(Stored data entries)
::::

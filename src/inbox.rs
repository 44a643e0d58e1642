//! Inbox reconciliation: resolve the newest probe message and prune the rest

use async_trait::async_trait;
use prometheus::IntCounter;

use crate::cache::StatusSource;
use crate::config::ImapConfig;
use crate::error::InboxError;
use crate::status::{Status, parse_probe_subject};

/// IMAP unique identifier
pub type Uid = u32;

/// Subject and server-recorded arrival time of one inbox message
#[derive(Debug, Clone, PartialEq, Eq)]
pub struct ProbeMessage {
    pub subject: String,
    /// `INTERNALDATE` as unix seconds
    pub arrival_unix: i64,
}

/// One authenticated, mailbox-selected session
///
/// The seam between the reconciliation algorithm and the wire protocol;
/// tests substitute an in-memory mailbox here.
pub trait InboxSession {
    /// All message UIDs ordered by arrival time, newest first
    fn uids_newest_first(&mut self) -> Result<Vec<Uid>, InboxError>;

    /// Flag the given messages `\Deleted` and expunge them
    fn delete(&mut self, uids: &[Uid]) -> Result<(), InboxError>;

    /// Subject and arrival time of one message
    fn fetch(&mut self, uid: Uid) -> Result<ProbeMessage, InboxError>;
}

/// Outcome of one reconciliation pass
#[derive(Debug, Clone, Copy, PartialEq)]
pub struct Reconciliation {
    pub status: Status,
    /// How many stale messages were pruned
    pub deleted: u64,
}

/// Resolve the current probe status from the mailbox
///
/// Picks the newest message by arrival, deletes every other message (probe
/// artifacts left by earlier cycles, or by a crash before a previous
/// deletion), parses the origination time out of the subject, and computes
/// the delivery delay against the server-recorded arrival time.
///
/// # Errors
///
/// [`InboxError::NoMessages`] on an empty mailbox,
/// [`InboxError::MalformedSubject`] if the newest message was not produced by
/// this system, or any session error. All are non-fatal to the process.
pub fn reconcile(
    session: &mut impl InboxSession,
    deletions: &IntCounter,
) -> Result<Reconciliation, InboxError> {
    let uids = session.uids_newest_first()?;
    let Some((&newest, stale)) = uids.split_first() else {
        return Err(InboxError::NoMessages);
    };

    let mut deleted = 0;
    if !stale.is_empty() {
        tracing::info!(count = stale.len(), "deleting stale probe messages");
        session.delete(stale)?;
        deleted = stale.len() as u64;
        // Counted at the deletion site: the mailbox has already been
        // mutated even if the fetch or parse below fails
        deletions.inc_by(deleted);
    }

    let message = session.fetch(newest)?;
    let sent_at = parse_probe_subject(&message.subject)?;
    // Unclamped: a negative delay means the clocks disagree, which is
    // exactly the kind of problem this probe exists to surface.
    let delay = message.arrival_unix - sent_at;

    Ok(Reconciliation {
        status: Status::new(sent_at, delay),
        deleted,
    })
}

/// The production inbox: a TLS IMAP mailbox reconciled on demand
///
/// Every probe establishes a fresh connection and tears it down afterwards;
/// there is no connection reuse across calls.
pub struct ImapInbox {
    config: ImapConfig,
    deletions: IntCounter,
}

impl ImapInbox {
    #[must_use]
    pub const fn new(config: ImapConfig, deletions: IntCounter) -> Self {
        Self { config, deletions }
    }
}

#[async_trait]
impl StatusSource for ImapInbox {
    async fn probe(&self) -> Result<Status, InboxError> {
        let config = self.config.clone();
        let deletions = self.deletions.clone();

        // The imap crate is synchronous; keep its socket I/O off the runtime
        tokio::task::spawn_blocking(move || -> Result<Status, InboxError> {
            let mut session = ImapSession::connect(&config)?;
            let outcome = reconcile(&mut session, &deletions);
            session.logout();

            Ok(outcome?.status)
        })
        .await?
    }
}

type TlsSession = imap::Session<native_tls::TlsStream<std::net::TcpStream>>;

struct ImapSession {
    session: TlsSession,
}

impl ImapSession {
    fn connect(config: &ImapConfig) -> Result<Self, InboxError> {
        let tls = native_tls::TlsConnector::builder().build()?;
        let client = imap::connect(config.addr.as_str(), config.host(), &tls).map_err(
            |source| InboxError::Connect {
                addr: config.addr.clone(),
                source,
            },
        )?;

        let mut session = client
            .login(&config.username, &config.password)
            .map_err(|(source, _)| InboxError::Auth {
                username: config.username.clone(),
                source,
            })?;
        session.select(&config.mailbox)?;

        Ok(Self { session })
    }

    fn logout(mut self) {
        if let Err(err) = self.session.logout() {
            tracing::debug!(error = %err, "IMAP logout failed");
        }
    }
}

fn uid_set(uids: &[Uid]) -> String {
    uids.iter()
        .map(ToString::to_string)
        .collect::<Vec<_>>()
        .join(",")
}

/// Order `(sequence, uid, arrival)` fetch results newest first
///
/// A response missing its UID or INTERNALDATE is logged and skipped rather
/// than silently shrinking the candidate set.
fn order_newest_first(candidates: Vec<(u32, Option<Uid>, Option<i64>)>) -> Vec<Uid> {
    let mut dated = Vec::with_capacity(candidates.len());
    for (seq, uid, arrival) in candidates {
        match (uid, arrival) {
            (Some(uid), Some(arrival)) => dated.push((arrival, uid)),
            _ => tracing::warn!(
                seq,
                "fetch response missing UID or INTERNALDATE, skipping message"
            ),
        }
    }
    // Arrival ties fall to the higher UID
    dated.sort_unstable_by(|a, b| b.cmp(a));
    dated.into_iter().map(|(_, uid)| uid).collect()
}

impl InboxSession for ImapSession {
    fn uids_newest_first(&mut self) -> Result<Vec<Uid>, InboxError> {
        let uids = self.session.uid_search("ALL")?;
        if uids.is_empty() {
            return Ok(Vec::new());
        }

        // SORT is an optional IMAP extension; ordering on INTERNALDATE
        // client side behaves identically for the handful of messages a
        // probe inbox ever holds.
        let all: Vec<Uid> = uids.into_iter().collect();
        let fetches = self.session.uid_fetch(uid_set(&all), "INTERNALDATE")?;

        Ok(order_newest_first(
            fetches
                .iter()
                .map(|fetch| {
                    (
                        fetch.message,
                        fetch.uid,
                        fetch.internal_date().map(|date| date.timestamp()),
                    )
                })
                .collect(),
        ))
    }

    fn delete(&mut self, uids: &[Uid]) -> Result<(), InboxError> {
        self.session
            .uid_store(uid_set(uids), "+FLAGS.SILENT (\\Deleted)")?;
        self.session.expunge()?;
        Ok(())
    }

    fn fetch(&mut self, uid: Uid) -> Result<ProbeMessage, InboxError> {
        let fetches = self.session.uid_fetch(uid.to_string(), "(ENVELOPE INTERNALDATE)")?;
        let fetch = fetches.iter().next().ok_or(InboxError::Fetch { uid })?;

        let subject = fetch
            .envelope()
            .and_then(|envelope| envelope.subject.as_ref())
            .map(|subject| String::from_utf8_lossy(subject).into_owned())
            .unwrap_or_default();
        let arrival = fetch.internal_date().ok_or(InboxError::Fetch { uid })?;

        Ok(ProbeMessage {
            subject,
            arrival_unix: arrival.timestamp(),
        })
    }
}

#[cfg(test)]
mod tests {
    use pretty_assertions::assert_eq;

    use super::*;
    use crate::status::probe_subject;

    /// In-memory mailbox, held newest first like the session contract
    struct FakeMailbox {
        messages: Vec<(Uid, ProbeMessage)>,
        deleted: Vec<Uid>,
    }

    impl FakeMailbox {
        fn new(mut messages: Vec<(Uid, ProbeMessage)>) -> Self {
            messages.sort_by_key(|(_, message)| std::cmp::Reverse(message.arrival_unix));
            Self {
                messages,
                deleted: Vec::new(),
            }
        }

        fn probe_at(uid: Uid, sent_at: i64, arrival_unix: i64) -> (Uid, ProbeMessage) {
            (
                uid,
                ProbeMessage {
                    subject: probe_subject(sent_at),
                    arrival_unix,
                },
            )
        }
    }

    impl InboxSession for FakeMailbox {
        fn uids_newest_first(&mut self) -> Result<Vec<Uid>, InboxError> {
            Ok(self.messages.iter().map(|(uid, _)| *uid).collect())
        }

        fn delete(&mut self, uids: &[Uid]) -> Result<(), InboxError> {
            self.deleted.extend_from_slice(uids);
            self.messages.retain(|(uid, _)| !uids.contains(uid));
            Ok(())
        }

        fn fetch(&mut self, uid: Uid) -> Result<ProbeMessage, InboxError> {
            self.messages
                .iter()
                .find(|(candidate, _)| *candidate == uid)
                .map(|(_, message)| message.clone())
                .ok_or(InboxError::Fetch { uid })
        }
    }

    fn deletions_counter() -> IntCounter {
        IntCounter::new("test_deletions", "stale messages deleted in tests")
            .expect("counter should construct")
    }

    #[test]
    fn test_single_message_yields_delay_without_deletions() {
        let mut mailbox = FakeMailbox::new(vec![FakeMailbox::probe_at(
            7,
            1_700_000_000,
            1_700_000_042,
        )]);
        let deletions = deletions_counter();

        let outcome = reconcile(&mut mailbox, &deletions).expect("reconciliation should succeed");

        assert_eq!(outcome.status, Status::new(1_700_000_000, 42));
        assert_eq!(outcome.deleted, 0, "a lone message must not be deleted");
        assert!(mailbox.deleted.is_empty());
        assert_eq!(deletions.get(), 0);
    }

    #[test]
    fn test_older_messages_are_pruned_keeping_the_newest() {
        // Arrival-ordered UIDs [5, 9, 12], 12 newest
        let mut mailbox = FakeMailbox::new(vec![
            FakeMailbox::probe_at(5, 1_699_990_000, 1_699_990_030),
            FakeMailbox::probe_at(9, 1_699_995_000, 1_699_995_020),
            FakeMailbox::probe_at(12, 1_700_000_000, 1_700_000_042),
        ]);
        let deletions = deletions_counter();

        let outcome = reconcile(&mut mailbox, &deletions).expect("reconciliation should succeed");

        assert_eq!(outcome.status.timestamp, 1_700_000_000.0);
        assert_eq!(outcome.deleted, 2, "all but the newest should be pruned");
        assert_eq!(mailbox.deleted, vec![9, 5]);
        assert_eq!(deletions.get(), 2, "the pruned messages should be counted");
        assert_eq!(
            mailbox.messages.len(),
            1,
            "exactly one live probe artifact should remain"
        );
    }

    #[test]
    fn test_empty_mailbox_is_no_messages() {
        let mut mailbox = FakeMailbox::new(Vec::new());

        let err = reconcile(&mut mailbox, &deletions_counter())
            .expect_err("empty mailbox should fail");
        assert!(
            matches!(err, InboxError::NoMessages),
            "expected NoMessages, got {err:?}"
        );
    }

    #[test]
    fn test_foreign_subject_is_malformed() {
        let mut mailbox = FakeMailbox::new(vec![(
            3,
            ProbeMessage {
                subject: "Your invoice is ready".to_string(),
                arrival_unix: 1_700_000_042,
            },
        )]);

        let err = reconcile(&mut mailbox, &deletions_counter())
            .expect_err("foreign message should fail");
        assert!(
            matches!(err, InboxError::MalformedSubject { .. }),
            "expected MalformedSubject, got {err:?}"
        );
    }

    #[test]
    fn test_deletions_are_counted_even_when_the_newest_is_malformed() {
        // The stale messages are expunged before the newest is parsed, so a
        // parse failure must not lose the deletion count
        let mut mailbox = FakeMailbox::new(vec![
            FakeMailbox::probe_at(5, 1_699_990_000, 1_699_990_030),
            FakeMailbox::probe_at(9, 1_699_995_000, 1_699_995_020),
            (
                12,
                ProbeMessage {
                    subject: "Your invoice is ready".to_string(),
                    arrival_unix: 1_700_000_042,
                },
            ),
        ]);
        let deletions = deletions_counter();

        let err = reconcile(&mut mailbox, &deletions)
            .expect_err("a malformed newest subject should fail");
        assert!(
            matches!(err, InboxError::MalformedSubject { .. }),
            "expected MalformedSubject, got {err:?}"
        );
        assert_eq!(
            mailbox.deleted,
            vec![9, 5],
            "the stale messages were expunged before the failure"
        );
        assert_eq!(
            deletions.get(),
            2,
            "deletions that actually happened must be counted on the error path"
        );
    }

    #[test]
    fn test_negative_delay_passes_through_unclamped() {
        // Arrival recorded before origination: clock skew
        let mut mailbox = FakeMailbox::new(vec![FakeMailbox::probe_at(
            2,
            1_700_000_100,
            1_700_000_040,
        )]);

        let outcome = reconcile(&mut mailbox, &deletions_counter())
            .expect("reconciliation should succeed");
        assert_eq!(outcome.status.delay, -60.0, "skew must not be clamped");
    }

    #[test]
    fn test_session_failure_during_deletion_propagates() {
        struct FailingDelete(FakeMailbox);

        impl InboxSession for FailingDelete {
            fn uids_newest_first(&mut self) -> Result<Vec<Uid>, InboxError> {
                self.0.uids_newest_first()
            }

            fn delete(&mut self, _uids: &[Uid]) -> Result<(), InboxError> {
                Err(InboxError::Fetch { uid: 0 })
            }

            fn fetch(&mut self, uid: Uid) -> Result<ProbeMessage, InboxError> {
                self.0.fetch(uid)
            }
        }

        let mut mailbox = FailingDelete(FakeMailbox::new(vec![
            FakeMailbox::probe_at(1, 1_700_000_000, 1_700_000_010),
            FakeMailbox::probe_at(2, 1_700_001_000, 1_700_001_010),
        ]));
        let deletions = deletions_counter();

        assert!(
            reconcile(&mut mailbox, &deletions).is_err(),
            "a deletion failure should surface to the caller"
        );
        assert_eq!(
            deletions.get(),
            0,
            "a failed expunge must not be counted as a deletion"
        );
    }

    #[test]
    fn test_uid_set_formats_comma_separated() {
        assert_eq!(uid_set(&[9, 5]), "9,5");
        assert_eq!(uid_set(&[12]), "12");
    }

    #[test]
    fn test_ordering_skips_responses_missing_uid_or_arrival() {
        let ordered = order_newest_first(vec![
            (1, Some(5), Some(1_699_990_030)),
            (2, None, Some(1_699_995_020)),
            (3, Some(12), Some(1_700_000_042)),
            (4, Some(9), None),
        ]);

        assert_eq!(
            ordered,
            vec![12, 5],
            "incomplete fetch responses must be skipped, not ordered"
        );
    }

    #[test]
    fn test_ordering_breaks_arrival_ties_by_higher_uid() {
        let ordered = order_newest_first(vec![
            (1, Some(5), Some(1_700_000_000)),
            (2, Some(9), Some(1_700_000_000)),
        ]);

        assert_eq!(ordered, vec![9, 5]);
    }
}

::::

» Instructions for the task:
Extract the lines above, from the first one through the one containing "use crate::error::InboxError;", and return only those, unchanged.

» Exercise output:
filename src/inbox.rs
repository 44a643e0d58e1642
//! Inbox reconciliation: resolve the newest probe message and prune the rest

use async_trait::async_trait;
use prometheus::IntCounter;

use crate::cache::StatusSource;
use crate::config::ImapConfig;
use crate::error::InboxError;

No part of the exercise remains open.